Remember “Sticks & Stones can break your bones, but words will never hurt you”?

They don’t say that anymore, because they know it’s not true.  Most people ARE hurt by words.  And it’s not because they are snowflakes or sheltered by their religion or community.  It’s because mean words hurt feelings.  And feelings matter, as all my licensed clinical social workers friends implore my robot brain to believe.

Last night I posted a picture of me and my old black pug on my Facebook wall to commemorate the 10 years I have had him. One of my family members innocently made a joke appropriating a social justice movement.  In the life I’ve built, I have acquire so many amazing friends and acquaintances, many of whom have progressive ideologies.  As such, the remark offended and garnered a response.  Ever the community manager, I jumped in to explain to the family member that I understood the innocence of the post, but that innocence doesn’t remove the sting of the insult to many.  He apologized for the slight, but instead of removing the comment, decided to leave it me to remove it.

Then I went sleep.  I hadn’t slept well in a while, so I slept in late.  And I woke up to scores of messages on every messaging channel I’m on.

Apparently an old friend of mine from high school commended my tact at handling the situation by hurling a couple detailed insults at my family member.  Then my family member, clearly offended by the insults, threw more pointed ones back at my old friend.  Then a another friend jumped in.  Then another family member piped in, with threats of being more racist and offensive than anyone, as a ploy to stop the flame war (I’ll never understand this tactic).  That was coupled with multiple pleas from yet another family member, begging me to delete it all.

But the thing is – EVERYONE could have deleted their comments.  Noone’s hands were tied behind their backs.  Even if you literally couldn’t control your fingers from typing the initial offensive remarks, and you can’t bring yourself to apologize for your offense, you can ALWAYS delete your own content and take that small level of accountability for your actions.  But they all put it on me to manage. So to borrow an idiom, I’ll bare that cross. I deleted the entire subthread.

We have always lived in volatile emotional times.  Many disenfranchised groups are now getting their concerns amplified louder than ever before, so it just feels to many like the cacophony is louder.  But they were always there.  It’s not new.  What’s new is some groups are now hearing it and upset that they have to hear it.

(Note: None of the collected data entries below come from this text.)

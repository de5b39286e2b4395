//! Configuration schema for Stowage
//!
//! Configuration is stored at `~/.config/stowage/config.toml`

use serde::{Deserialize, Serialize};
use std::path::PathBuf;

/// Root configuration structure
#[derive(Debug, Clone, Default, Serialize, Deserialize)]
#[serde(default)]
pub struct Config {
    /// Image pull settings for `--from` sources
    pub pull: PullConfig,

    /// History annotation settings
    pub history: HistoryConfig,

    /// Store backend settings
    pub store: StoreConfig,
}

/// Pull retry settings
#[derive(Debug, Clone, Serialize, Deserialize)]
#[serde(default)]
pub struct PullConfig {
    /// Number of pull attempts before giving up
    pub retry: u32,

    /// Delay between attempts, e.g. "2s" or "500ms"
    pub retry_delay: String,

    /// Require HTTPS and verify certificates
    pub tls_verify: bool,
}

impl Default for PullConfig {
    fn default() -> Self {
        Self {
            retry: 3,
            retry_delay: "2s".to_string(),
            tls_verify: true,
        }
    }
}

/// History settings
#[derive(Debug, Clone, Default, Serialize, Deserialize)]
#[serde(default)]
pub struct HistoryConfig {
    /// Append an entry to the image history for each ADD/COPY
    pub add_history: bool,
}

/// Store backend settings
#[derive(Debug, Clone, Serialize, Deserialize)]
#[serde(default)]
pub struct StoreConfig {
    /// Podman binary to invoke
    pub podman: String,

    /// Directory for builder records (defaults to the state dir)
    pub state_dir: Option<PathBuf>,
}

impl Default for StoreConfig {
    fn default() -> Self {
        Self {
            podman: "podman".to_string(),
            state_dir: None,
        }
    }
}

Change takes so much time.  And not being an idealist or optimist, I think it’s a maddening amount of time.  But I surround myself with idealists and optimists who assure me that the greater good is worth fighting for, even if you never see the resolution.  But you know what happens along the way – fighting, arguments, insults, vile humanity.

The only thing you can do it take it in stride.  You are not going to make the bigots in your family stop being bigoted, but ignoring them is not going to make you feel better either.  Speak up, remind people of theirs and your humanity.  Be calm, but tenacious.

But more than anything.  Don’t say or type insults.  There is NOTHING good that comes from them.  If you accidentally do, take accountability and apologize and/or remove the offense as soon as you can.  Delegating that to others is an act of cowardice.  Wiping your hands clean of the situation without owning your role or by pointing out that THEY did something bad too, isn’t a mature way of dealing with a situation.  Sticking your head in the sand and pretending it’s not happening is not a mature choice either.

Own your words. Because they can hurt.  If you chucked a rock out of your yard while doing yard work and it hit someone in the face, you would feel bad and apologize and do whatever you could to help, even if you didn’t mean to hit them (I am not even dealing with you people who wouldn’t).  Treat errant words the same.  The hospital bills are lower and all you have to spend is a bit of your pride.

(And to further the analogy, if the person you accidentally hit in the face then threw another rock back at you and hit you, you are still at fault for the initial rock – these are elementary school rules you learn and should be teaching your kids.  Try to follow them yourselves)

Advertisement
Posted in online community, Safety/Privacy, virtual worlds, web business

My Interview on the Community Signal Podcast

This past month, I had the honor of being interviewed by Patrick O’Keefe, for his community management focused podcast, Community Matters.  You can download it on iTunes or your favorite podcasting app, or stream it here:
 .
 .
On the podcast, we talk about many things, but our focus was on the treatment of those staff on the front lines of community – the moderators and engagement staff that actually interact with customers.  I feel very strongly that while some of the burden of choosing and keeping a potentially toxic job is on the employee, an equal, and in some cases larger, portion of that responsibility is on the employers and brands hiring those individuals.
 .
Often times, they are highly marginalized team members – many are contractors with little or no interaction with the larger team or the client/brand team.  They are usually paid very low wages, even state-side, being told that they should be “happy” with their work-from-home status.
 .
And that’s just when the content they are handling isn’t toxic.  On most moderation teams, they have to screen out all the “bad” content, so that the audience doesn’t see it.  But the moderators still see it and are usually not given the support required to handle emotionally volatile content.  Even in communities for children, moderators can come across triggering content and some teams do not prepare their staff for that possibility.  “Becoming numb to it” is an awful skill to have to develop on the job.
 .
I also worry about the increasing trend to offshore moderation work to low-wage countries.  As an employer, I understand the urge, but it is difficult to maintain high quality with non-native speakers, not to mention the difficulty of oversight of procedures regarding the emotional well being of those moderators.  Just because they are offshore, doesn’t mean negative content won’t affect them the same.
.
I am interested to hear your thoughts on this topic.  Let me know what you think in the comments or via twitter.
Posted in marketing, online community, Safety/Privacy, tween, virtual worlds, web business

Facebook and livestreaming tragedies

Great NPR Marketplace story on the conundrum of “free speech” and expression on social media during these tense times and how to moderate content for brands and different audience consumption.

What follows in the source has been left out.